Democrats refuse to give up on the idea that the Trump administration’s push to change the Census to count the number of citizens—rather than just persons—in each congressional district was a plot to elect more Republicans. The House Committee on Oversight and Reform, chaired by Upper East Side representative Carolyn Maloney, put it this way in a report released last Wednesday: “The Trump Administration secretly tried to manipulate the census for political gain while lying to the public and Congress about their goals.”

Of course, one can’t discount the possibility that Republicans wanted to elect more of their own by manipulating how congressional districts are drawn. Both parties do this, as New York Democrats did in their failed attempt to gerrymander the state’s congressional map this year.
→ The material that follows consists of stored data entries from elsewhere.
//! Dynamically typed cell values exchanged with a SQL driver.

use std::borrow::Cow;

use crate::error::ValueTypeError;

/// One cell of a result row or one bound parameter.
///
/// The variants are the storage classes a SQL driver hands back; the
/// `try_*` accessors coerce them to the physical type of a column.
#[derive(Debug, Clone, PartialEq)]
pub enum SqlValue {
    Null,
    Integer(i64),
    Real(f64),
    Text(String),
    Blob(Vec<u8>),
}

impl SqlValue {
    pub fn is_null(&self) -> bool {
        matches!(self, SqlValue::Null)
    }

    pub fn try_i64(&self) -> Result<Option<i64>, ValueTypeError> {
        match self {
            SqlValue::Integer(v) => Ok(Some(*v)),
            SqlValue::Null => Ok(None),
            _ => Err(self.type_mismatch("integer")),
        }
    }

    /// Integer cells are widened.
    pub fn try_f64(&self) -> Result<Option<f64>, ValueTypeError> {
        match self {
            SqlValue::Real(v) => Ok(Some(*v)),
            SqlValue::Integer(v) => Ok(Some(*v as f64)),
            SqlValue::Null => Ok(None),
            _ => Err(self.type_mismatch("real")),
        }
    }

    /// Any non-zero integer is `true`.
    pub fn try_bool(&self) -> Result<Option<bool>, ValueTypeError> {
        match self {
            SqlValue::Integer(v) => Ok(Some(*v != 0)),
            SqlValue::Null => Ok(None),
            _ => Err(self.type_mismatch("boolean")),
        }
    }

    /// Numbers are rendered in their shortest decimal form; blobs must be
    /// valid UTF-8.
    pub fn try_text(&self) -> Result<Option<Cow<'_, str>>, ValueTypeError> {
        match self {
            SqlValue::Text(v) => Ok(Some(Cow::Borrowed(v))),
            SqlValue::Integer(v) => Ok(Some(Cow::Owned(v.to_string()))),
            SqlValue::Real(v) => Ok(Some(Cow::Owned(v.to_string()))),
            SqlValue::Blob(v) => std::str::from_utf8(v)
                .map(|s| Some(Cow::Borrowed(s)))
                .map_err(|_| self.type_mismatch("text")),
            SqlValue::Null => Ok(None),
        }
    }

    pub fn try_blob(&self) -> Result<Option<&[u8]>, ValueTypeError> {
        match self {
            SqlValue::Blob(v) => Ok(Some(v)),
            SqlValue::Text(v) => Ok(Some(v.as_bytes())),
            SqlValue::Null => Ok(None),
            _ => Err(self.type_mismatch("blob")),
        }
    }

    pub fn type_mismatch(&self, expected: impl Into<String>) -> ValueTypeError {
        ValueTypeError::new(expected, self.storage_class())
    }

    pub fn storage_class(&self) -> &'static str {
        match self {
            SqlValue::Null => "null",
            SqlValue::Integer(_) => "integer",
            SqlValue::Real(_) => "real",
            SqlValue::Text(_) => "text",
            SqlValue::Blob(_) => "blob",
        }
    }
}

impl From<i64> for SqlValue {
    fn from(value: i64) -> Self {
        SqlValue::Integer(value)
    }
}

impl From<f64> for SqlValue {
    fn from(value: f64) -> Self {
        SqlValue::Real(value)
    }
}

impl From<String> for SqlValue {
    fn from(value: String) -> Self {
        SqlValue::Text(value)
    }
}

impl From<&str> for SqlValue {
    fn from(value: &str) -> Self {
        SqlValue::Text(value.to_string())
    }
}

impl From<Vec<u8>> for SqlValue {
    fn from(value: Vec<u8>) -> Self {
        SqlValue::Blob(value)
    }
}

impl<T: Into<SqlValue>> From<Option<T>> for SqlValue {
    fn from(value: Option<T>) -> Self {
        value.map_or(SqlValue::Null, Into::into)
    }
}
But Democrats wringing their hands about the fate of democracy are pretending not to notice the ways in which the current method of drawing congressional districts strongly favors their own members. If any party’s voter power is diluted, it’s that of Republicans. Many Democrats, especially congressional representatives like New York’s Alexandria Ocasio-Cortez, represent districts with low numbers of legal residents and thus need fewer-than-average votes to be elected. Democrats like to say that every vote must count, but they ignore a system in which some votes count more than others. 

Here’s how it works. Congressional districts are determined based on the number of residents, not the number of eligible “citizen-voters.” That means that non-citizen immigrants, both legal and illegal, get included in the count for purposes of drawing congressional districts. That wouldn’t matter if immigrants were found in equal numbers in all districts, but that’s not remotely the case.

In Ohio’s fourth congressional district, for instance—represented by conservative Republican Jim Jordan—only 2 percent of the population is foreign-born. The Census Bureau reports that it has some 543,000 eligible voters. Jordan racked up nearly 236,000 votes to win reelection in 2020.

The picture is far different in Ocasio-Cortez’s 14th New York district. There, a whopping 45 percent of residents are foreign-born—and eligible voters total only 392,000. AOC secured only about 152,000 votes to win reelection, substantially fewer than Jordan. (Both ran in safe districts.)

These are not exceptional cases. The Center for Immigration Studies has found that drawing congressional districts by population rather than number of citizens has what it calls “a partisan dimension.” Specifically, “of 16 districts where more than one in four adults is not an American citizen, only one is represented by a Republican.” These are, in other words, places where it takes fewer votes to win—and where Democrats hold the advantage.

What’s more, districts such as AOC’s suffer from what can only be called taxation without representation. She may claim to represent the interests of her district, but many of her “constituents” can’t vote.

That doesn’t mean that noncitizens should get the right to vote, as New York’s city council has proposed. Rather, it would be fairer to draw congressional districts based on the number of citizens, rather than on total population. In effect, the current system has created what the British once called “rotten boroughs”—parliamentary seats with few eligible voters, where party grandees could be safely ensconced. 

Rather than continuing to bash the late Trump administration for trying to count citizens, Democrats should be encouraging immigrants to gain the right to vote by becoming citizens, and in the process freshen up their own rotten boroughs.